Segundo os epidemiologistas, esta estratégia deve reduzir demanda por serviços de saúde e mortes em 2/3, ou seja, para ser implantada exige ampliação imediata de leitos e respiradores, ou também irá gerar caos e colapso dos serviços de saúde. Mesmo considerando que no Brasil há um número significativamente menor de idosos que na Europa, há um número expressivo de idosos em habitações superpovoadas, com duas ou três gerações, o que torna a implementação da medida mais desafiadora, com equivalente estresse dos serviços de saúde, segundo o mesmo time de epidemiologistas ingleses. Enfim, defender isolamento somente de idosos em áreas de transmissão comunitária é assumir risco de colapso de sistema de saúde.

Não podemos descartar possibilidade de medidas de supressão/mitigação se alternarem, dependendo da evolução da epidemia. Condutas podem ser diferentes nos diversos locais com situações epidemiológicas distintas.
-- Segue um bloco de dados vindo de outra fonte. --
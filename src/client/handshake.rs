//! The login sequence: capability negotiation, then PASS/NICK.

use tokio::time::Instant;
use tracing::{debug, info};

use crate::caps::{self, CapReply, Negotiation, Progress};
use crate::correlate::Subscription;
use crate::message::{Message, ParsedMessage};
use crate::transport::{TransportError, TransportEvent, TransportEventKind};

use super::error::{ClientError, Result};
use super::{ConnectionState, Inner};

impl Inner {
    /// Run the whole handshake on a freshly opened transport.
    pub(super) async fn handshake(&self) -> Result<()> {
        self.set_phase(ConnectionState::Negotiating);
        self.negotiate_capabilities().await?;
        self.set_phase(ConnectionState::LoggingIn);
        self.login().await?;
        info!("logged in as {}", self.options.auth.username);
        Ok(())
    }

    /// The handshake of a caller-driven connect.
    ///
    /// When the transport reconnects mid-way the running attempt is
    /// dropped, together with its listeners, and the handshake starts over
    /// once the new socket is open. An explicit close or a failed
    /// reconnect ends it with the transport's error.
    pub(super) async fn attended_handshake(&self) -> Result<()> {
        let events = self.transport.events();
        let mut reconnects = Subscription::all(events, TransportEventKind::Reconnect);
        let mut opens = Subscription::all(events, TransportEventKind::Open);
        let mut closes = Subscription::all(events, TransportEventKind::Close);
        let mut failures = Subscription::new(events, TransportEventKind::Error, |event: &TransportEvent| {
            matches!(event, TransportEvent::Error(TransportError::ConnectionTimeout { .. }))
        });

        loop {
            tokio::select! {
                result = self.handshake() => return result,
                _ = reconnects.next() => {}
                _ = closes.next() => return Err(TransportError::Closed.into()),
            }
            debug!("transport replaced during the handshake, starting over");
            tokio::select! {
                _ = opens.next() => {}
                _ = closes.next() => return Err(TransportError::Closed.into()),
                Some(TransportEvent::Error(err)) = failures.next() => return Err(err.into()),
            }
        }
    }

    /// Send `CAP REQ` and wait until every capability is acknowledged.
    ///
    /// Acknowledgements may be split over several `CAP ACK` lines; any
    /// `CAP NAK` fails the negotiation.
    async fn negotiate_capabilities(&self) -> Result<()> {
        let requested = &self.options.capabilities;
        if requested.is_empty() {
            return Ok(());
        }

        let mut negotiation = Negotiation::new(requested);
        let mut replies = Subscription::new(&self.commands, "cap".to_string(), |msg: &ParsedMessage| {
            CapReply::from_message(msg).is_some()
        });
        self.send(&caps::request(requested))?;

        let deadline = Instant::now() + self.options.event_timeout();
        loop {
            let Ok(reply) = replies.next_before(deadline).await else {
                return Err(ClientError::HandshakeTimeout {
                    missing: negotiation.missing(),
                });
            };
            let Some(reply) = CapReply::from_message(&reply) else {
                continue;
            };
            match negotiation.apply(reply) {
                Progress::Pending => {}
                Progress::Complete => {
                    debug!("capabilities acknowledged");
                    return Ok(());
                }
                Progress::Denied(refused) => {
                    return Err(ClientError::CapabilityDenied { refused });
                }
            }
        }
    }

    /// Send `PASS` and `NICK`, then wait for `001` or a login `NOTICE`.
    async fn login(&self) -> Result<()> {
        let auth = &self.options.auth;
        let welcome = Subscription::all(&self.commands, "001".to_string());
        let rejection = Subscription::new(&self.commands, "notice".to_string(), |msg: &ParsedMessage| {
            msg.param(0) == Some("*")
        });

        self.send(&Message::new("PASS", [auth.password.as_str()]))?;
        self.send(&Message::new("NICK", [auth.username.as_str()]))?;

        let timeout = self.options.event_timeout();
        let timed_out = || ClientError::HandshakeTimeout {
            missing: vec!["001".to_string()],
        };
        tokio::select! {
            welcomed = welcome.first(timeout) => welcomed.map(|_| ()).map_err(|_| timed_out()),
            rejected = rejection.first(timeout) => match rejected {
                Ok(notice) => Err(ClientError::Login(
                    notice.trailing().unwrap_or("login rejected").to_string(),
                )),
                Err(_) => Err(timed_out()),
            },
        }
    }
}
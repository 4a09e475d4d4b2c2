//! Streaming parser: the reader, its event interface, and syntax rules.

mod context;
mod listener;
mod reader;
mod rules;

pub use context::Context;
pub use listener::{VObjectListener, Warning, WarningKind};
pub use reader::VObjectReader;
pub use rules::SyntaxRules;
Países que foram mais bem sucedidos no controle da epidemia precisam de vigilância constante com testes, porque, enquanto não houver vacina e tiverem populações suscetíveis, estão sujeitos a segundas ou novas ondas de infecções.

REALIZAÇÃO DE TESTES

De qualquer forma, a única forma de pautar a decisão com sensatez é conhecer a dinâmica da epidemia entre nós. Para isso é URGENTE um esforço brutal na realização de testes de diagnóstico. Testes sorológicos serão bem-vindos e poderão ser usados em populações específicas onde está ocorrendo a epidemia, por exemplo em hospitais na linha de frente, para conhecer a extensão da contaminação, o percentual de assintomáticos.

Mas a urgência é de testes moleculares que possam ser usados além dos casos graves, na força de trabalho essencial exposta, com sintomas, e na monitoração de suspeitos, seus contatos, na circulação do vírus em comunidades do interior que possam estar ativas sem isolamento.

Até surgir uma vacina ou tratamento muito eficaz é possível que eventuais flexibilizações do isolamento feitos com todas as condicionantes descritas acima tenham que se fazer em outro patamar, sem aglomerações, com distância mínima de 1 metro e monitoração constante. Precisamos também de mais equipamentos de proteção para que os profissionais de saúde possam cumprir sua missão com menos risco. Máscaras, respiradores, leitos e testes são nossas urgências. E debates com bom senso, porque a epidemia não permite desaforos.